== What you have to do ==
Nothing but a number should be given: the count of lines in the data that include the string "platforms".

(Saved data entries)

*** Block opens ***

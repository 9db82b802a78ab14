//! Lyre CLI - Console music player

mod cli;
mod media_controls;
mod settings;

use std::io::BufRead;
use std::path::PathBuf;
use std::sync::Arc;
use std::thread;

use anyhow::{ Context, Result };
use clap::Parser;
use tokio::sync::{ mpsc, watch };

use cli::Args;
use settings::Settings;

use lyre_core::{
    command::{ self, format_time },
    runtime::{ self, EngineHandle },
    AudioOutput, Command, DeferredStore, Engine, EngineCommand, FileStore, LibraryLoader,
    LibraryScanner, MetadataExtractor, PlaybackStatus, SessionPersistence, SessionState, Track,
};


/// Console front end state.
struct App {
    handle: EngineHandle,
    loader: LibraryLoader,
    tracks: Vec<Arc<Track>>,
}


impl App {
    /// Scans the library and hands the collection to the engine.
    async fn load_library( &mut self ) {
        println!( "Scanning {:?}...", self.loader.scanner().roots() );
        self.tracks = self.loader.load().await;
        println!( "{} tracks", self.tracks.len() );
        self.handle.send( EngineCommand::ReplaceTracks( self.tracks.clone() ) );
    }


    /// Handles one console line. Returns false to quit.
    async fn handle_line( &mut self, line: &str ) -> bool {
        if line.trim().is_empty() {
            return true;
        }

        let cmd = match Command::parse( line ) {
            Ok( cmd ) => cmd,
            Err( e ) => {
                println!( "{}", e );
                return true;
            }
        };

        match cmd {
            Command::Quit => return false,
            Command::Help => println!( "{}", command::help_text() ),
            Command::List => self.print_tracks(),
            Command::Status => println!( "{}", status_line( &self.handle.state() ) ),
            Command::Rescan => self.load_library().await,
            Command::Play { index: Some( n ) } if n > self.tracks.len() => {
                println!( "No track {} (library has {})", n, self.tracks.len() );
            }
            other => {
                if let Some( engine_cmd ) = other.to_engine( &self.handle.state() ) {
                    tracing::debug!( "{}: {:?}", other.description(), engine_cmd );
                    self.handle.send( engine_cmd );
                }
            }
        }
        true
    }


    fn print_tracks( &self ) {
        let current = self.handle.state().track;

        for ( i, track ) in self.tracks.iter().enumerate() {
            let marker = if current.as_ref() == Some( track ) { ">" } else { " " };
            let duration = track.duration().map( format_time ).unwrap_or_else( || "--:--".into() );
            println!( "{} {:>4}. {} [{}]", marker, i + 1, track.display_name(), duration );
        }
    }
}


/// One-line summary of the session.
fn status_line( state: &SessionState ) -> String {
    let Some( track ) = &state.track else {
        return format!( "Stopped ({})", state.mode );
    };

    let status = match state.status() {
        PlaybackStatus::Playing => "Playing",
        _ => "Paused",
    };
    format!(
        "{}: {} {} / {} ({})",
        status,
        track.display_name(),
        format_time( state.position ),
        format_time( state.duration ),
        state.mode
    )
}


/// Prints a line whenever the track or play state changes.
async fn announce( mut states: watch::Receiver<SessionState> ) {
    let mut last: Option<( Option<PathBuf>, bool )> = None;

    while states.changed().await.is_ok() {
        let state = states.borrow_and_update().clone();
        let key = ( state.track.as_ref().map( |t| t.path().to_path_buf() ), state.playing );
        if last.as_ref() != Some( &key ) {
            if state.track.is_some() {
                println!( "{}", status_line( &state ) );
            }
            last = Some( key );
        }
    }
}


/// Reads stdin on its own thread so a pending read never blocks shutdown.
fn spawn_stdin_reader() -> Result<mpsc::UnboundedReceiver<String>> {
    let ( tx, rx ) = mpsc::unbounded_channel();

    thread::Builder::new()
        .name( "lyre-stdin".into() )
        .spawn( move || {
            for line in std::io::stdin().lock().lines() {
                match line {
                    Ok( line ) => {
                        if tx.send( line ).is_err() {
                            break;
                        }
                    }
                    Err( e ) => {
                        tracing::warn!( "Failed to read input: {}", e );
                        break;
                    }
                }
            }
        })
        .context( "failed to start input thread" )?;

    Ok( rx )
}


#[cfg( feature = "device" )]
fn audio_output() -> Box<dyn AudioOutput> {
    Box::new( lyre_core::device::DeviceOutput::new() )
}


#[cfg( not( feature = "device" ) )]
fn audio_output() -> Box<dyn AudioOutput> {
    tracing::info!( "Built without the audio device; playback is silent" );
    Box::new( lyre_core::ClockOutput::new() )
}


fn init_tracing() {
    tracing_subscriber::fmt()
        .with_env_filter(
            tracing_subscriber::EnvFilter::try_from_default_env()
                .unwrap_or_else( |_| "lyre=info,lyre_core=info".into() ),
        )
        .with_writer( std::io::stderr )
        .init();
}


#[tokio::main]
async fn main() -> Result<()> {
    let args = Args::parse();
    init_tracing();

    let settings = Settings::load();
    let root = args.path.clone().unwrap_or_else( || settings.library_root() );

    // Session storage
    let data_dir = FileStore::default_dir().unwrap_or_else( || PathBuf::from( ".lyre" ) );
    let store = DeferredStore::new( Arc::new( FileStore::new( data_dir ) ) )
        .context( "failed to start session store" )?;
    let persistence = SessionPersistence::new( Arc::new( store ) );

    // Read before the engine starts; loading the library commits a fresh state
    let snapshot = if args.no_restore { None } else { persistence.restore() };

    // Engine
    let engine = Engine::new( audio_output(), persistence.clone() );
    let ( handle, engine_thread ) = runtime::spawn( engine, settings.tick_interval() )
        .context( "failed to start engine" )?;

    let media_thread = if settings.media_controls_enabled && !args.no_media_controls {
        media_controls::start( handle.subscribe(), handle.commands(), tokio::runtime::Handle::current() )
            .map_err( |e| tracing::warn!( "Media controls unavailable: {}", e ) )
            .ok()
    } else {
        None
    };
    tokio::spawn( announce( handle.subscribe() ) );

    // Library
    let loader = LibraryLoader::new( LibraryScanner::with_root( root ), MetadataExtractor::new() )
        .with_max_concurrent( settings.max_concurrent_extractions );
    let mut app = App { handle: handle.clone(), loader, tracks: Vec::new() };
    app.load_library().await;

    let restored = snapshot.as_ref()
        .and_then( |s| s.track_path.as_ref() )
        .is_some_and( |path| app.tracks.iter().any( |t| t.path() == path.as_path() ) );
    if let Some( snapshot ) = snapshot {
        handle.send( EngineCommand::Restore( snapshot ) );
    }
    if settings.autoplay_on_load && !restored {
        handle.send( EngineCommand::Resume );
    }

    println!( "Type 'help' for commands." );
    let mut lines = spawn_stdin_reader()?;

    loop {
        tokio::select! {
            line = lines.recv() => match line {
                Some( line ) => {
                    if !app.handle_line( &line ).await {
                        break;
                    }
                }
                None => break,
            },
            _ = tokio::signal::ctrl_c() => break,
        }
    }

    // The engine writes a final snapshot on shutdown
    handle.send( EngineCommand::Shutdown );
    tokio::task::spawn_blocking( move || {
        let _ = engine_thread.join();
        if let Some( media_thread ) = media_thread {
            let _ = media_thread.join();
        }
    })
    .await?;

    tracing::info!( "Goodbye" );
    Ok(())
}


#[cfg( test )]
mod tests {
    use super::*;
    use lyre_core::{ PlaybackMode, RepeatMode };


    #[test]
    fn test_status_line_idle() {
        let state = SessionState {
            mode: PlaybackMode::new( true, RepeatMode::All ),
            ..SessionState::default()
        };
        assert_eq!( status_line( &state ), "Stopped (shuffle on, repeat all)" );
    }


    #[test]
    fn test_status_line_playing() {
        let state = SessionState {
            track: Some( Arc::new( Track::new( PathBuf::from( "/music/intro.ogg" ) ) ) ),
            position: 75.0,
            playing: true,
            duration: 200.0,
            ..SessionState::default()
        };
        assert_eq!( status_line( &state ), "Playing: intro 1:15 / 3:20 (shuffle off, repeat off)" );
    }
}
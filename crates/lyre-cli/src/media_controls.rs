//! System media controls integration
//!
//! Mirrors the session to the OS now-playing surface and relays its transport
//! buttons back to the engine:
//! - Linux: MPRIS over D-Bus (zbus)
//! - macOS: MPNowPlayingInfoCenter
//! - Windows: not available in the console build

use std::io;
use std::sync::mpsc::{ self, Sender };
use std::thread;

use tokio::runtime::Handle;
use tokio::sync::watch;

use lyre_core::now_playing::{ self, NowPlayingBridge, RemoteCommand };
use lyre_core::SessionState;

pub use platform::MediaControlsSurface;


#[cfg( not( target_os = "windows" ) )]
mod platform {
    use std::path::PathBuf;
    use std::sync::mpsc::Sender;
    use std::time::Duration;

    use souvlaki::{ MediaControlEvent, MediaControls, MediaMetadata, MediaPlayback, MediaPosition, PlatformConfig };

    use lyre_core::now_playing::{ NowPlayingInfo, NowPlayingSurface, RemoteCommand };
    use lyre_core::Artwork;


    /// Maps a media control event to a remote command.
    pub fn remote_command( event: MediaControlEvent ) -> Option<RemoteCommand> {
        match event {
            MediaControlEvent::Play => Some( RemoteCommand::Play ),
            MediaControlEvent::Pause | MediaControlEvent::Stop => Some( RemoteCommand::Pause ),
            MediaControlEvent::Toggle => Some( RemoteCommand::Toggle ),
            MediaControlEvent::Next => Some( RemoteCommand::Next ),
            MediaControlEvent::Previous => Some( RemoteCommand::Previous ),
            MediaControlEvent::SetPosition( MediaPosition( position ) ) => {
                Some( RemoteCommand::SeekTo( position.as_secs_f64() ) )
            }
            _ => None,
        }
    }


    /// Now-playing surface backed by souvlaki.
    pub struct MediaControlsSurface {
        controls: MediaControls,
        last_track: Option<PathBuf>,
    }


    impl MediaControlsSurface {
        /// Registers with the OS and routes its events to `remote`.
        ///
        /// Returns None if media controls are not available.
        pub fn new( remote: Sender<RemoteCommand> ) -> Option<Self> {
            let config = PlatformConfig {
                dbus_name: "lyre",
                display_name: "Lyre",
                hwnd: None,
            };

            let mut controls = match MediaControls::new( config ) {
                Ok( c ) => c,
                Err( e ) => {
                    tracing::warn!( "Failed to create media controls: {:?}", e );
                    return None;
                }
            };

            if let Err( e ) = controls.attach( move |event: MediaControlEvent| {
                if let Some( command ) = remote_command( event ) {
                    let _ = remote.send( command );
                }
            }) {
                tracing::warn!( "Failed to attach media control handler: {:?}", e );
                return None;
            }

            tracing::info!( "Media controls initialized" );
            Some( Self { controls, last_track: None } )
        }


        fn set_metadata( &mut self, info: &NowPlayingInfo ) {
            let cover_url = info.artwork.as_ref().and_then( write_cover );

            tracing::debug!(
                "Media metadata: title={:?}, artist={:?}, album={:?}, cover_url={:?}",
                info.title, info.artist, info.album, cover_url
            );

            let metadata = MediaMetadata {
                title: Some( info.title.as_str() ),
                artist: Some( info.artist.as_str() ),
                album: Some( info.album.as_str() ),
                cover_url: cover_url.as_deref(),
                duration: to_duration( info.duration ),
            };
            if let Err( e ) = self.controls.set_metadata( metadata ) {
                tracing::warn!( "Media metadata error: {:?}", e );
            }
        }
    }


    impl NowPlayingSurface for MediaControlsSurface {
        fn publish( &mut self, info: Option<&NowPlayingInfo> ) {
            let Some( info ) = info else {
                if self.last_track.take().is_some() {
                    if let Err( e ) = self.controls.set_playback( MediaPlayback::Stopped ) {
                        tracing::debug!( "Failed to set playback state: {:?}", e );
                    }
                }
                return;
            };

            // Metadata and artwork only change with the track
            if self.last_track.as_deref() != Some( info.track_path.as_path() ) {
                self.set_metadata( info );
                self.last_track = Some( info.track_path.clone() );
            }

            let progress = info.elapsed.is_finite()
                .then( || MediaPosition( Duration::from_secs_f64( info.elapsed.max( 0.0 ) ) ) );
            let playback = if info.is_playing() {
                MediaPlayback::Playing { progress }
            } else {
                MediaPlayback::Paused { progress }
            };
            if let Err( e ) = self.controls.set_playback( playback ) {
                tracing::debug!( "Failed to set playback state: {:?}", e );
            }
        }
    }


    fn to_duration( seconds: f64 ) -> Option<Duration> {
        ( seconds.is_finite() && seconds > 0.0 ).then( || Duration::from_secs_f64( seconds ) )
    }


    /// Copies embedded artwork to a temp file and returns its file:// URL.
    fn write_cover( artwork: &Artwork ) -> Option<String> {
        let dir = std::env::temp_dir().join( "lyre" );
        if let Err( e ) = std::fs::create_dir_all( &dir ) {
            tracing::debug!( "Failed to create cover directory: {}", e );
            return None;
        }

        let path = dir.join( format!( "cover.{}", artwork.extension() ) );
        match std::fs::write( &path, artwork.bytes() ) {
            Ok(()) => Some( format!( "file://{}", path.display() ) ),
            Err( e ) => {
                tracing::debug!( "Failed to write cover art: {}", e );
                None
            }
        }
    }


    #[cfg( test )]
    mod tests {
        use super::*;


        #[test]
        fn test_remote_command_mapping() {
            assert_eq!( remote_command( MediaControlEvent::Toggle ), Some( RemoteCommand::Toggle ) );
            assert_eq!( remote_command( MediaControlEvent::Stop ), Some( RemoteCommand::Pause ) );
            assert_eq!(
                remote_command( MediaControlEvent::SetPosition( MediaPosition( Duration::from_secs( 90 ) ) ) ),
                Some( RemoteCommand::SeekTo( 90.0 ) )
            );
            assert_eq!( remote_command( MediaControlEvent::Raise ), None );
        }


        #[test]
        fn test_to_duration() {
            assert_eq!( to_duration( 1.5 ), Some( Duration::from_millis( 1500 ) ) );
            assert_eq!( to_duration( 0.0 ), None );
            assert_eq!( to_duration( f64::NAN ), None );
        }


        #[test]
        fn test_write_cover() {
            let artwork = Artwork::new( vec![ 0x89, b'P', b'N', b'G', 0, 0 ] );
            let url = write_cover( &artwork ).unwrap();
            assert!( url.starts_with( "file://" ) );
            assert!( url.ends_with( "cover.png" ) );
        }
    }
}


// Stub module for platforms without media control support.
#[cfg( target_os = "windows" )]
mod platform {
    use std::sync::mpsc::Sender;

    use lyre_core::now_playing::{ NowPlayingInfo, NowPlayingSurface, RemoteCommand };


    /// Stub for platforms without media control support.
    pub struct MediaControlsSurface;


    impl MediaControlsSurface {
        /// Returns None on unsupported platforms.
        pub fn new( _remote: Sender<RemoteCommand> ) -> Option<Self> {
            tracing::info!( "Media controls are not available on this platform" );
            None
        }
    }


    impl NowPlayingSurface for MediaControlsSurface {
        fn publish( &mut self, _info: Option<&NowPlayingInfo> ) {}
    }
}


/// Starts the now-playing bridge and the remote relay.
///
/// The surface is created on the bridge thread, which then follows `states`
/// until the engine stops. The thread returns early if the OS offers no
/// surface.
pub fn start(
    states: watch::Receiver<SessionState>,
    engine: Sender<lyre_core::EngineCommand>,
    runtime: Handle,
) -> io::Result<thread::JoinHandle<()>> {
    let ( remote_tx, remote_rx ) = mpsc::channel::<RemoteCommand>();
    now_playing::spawn_relay( remote_rx, engine )?;

    thread::Builder::new()
        .name( "lyre-now-playing".into() )
        .spawn( move || {
            let Some( surface ) = MediaControlsSurface::new( remote_tx ) else {
                return;
            };
            runtime.block_on( NowPlayingBridge::new( surface ).run( states ) );
        })
}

*** Block closes ***

== Expected output ==
3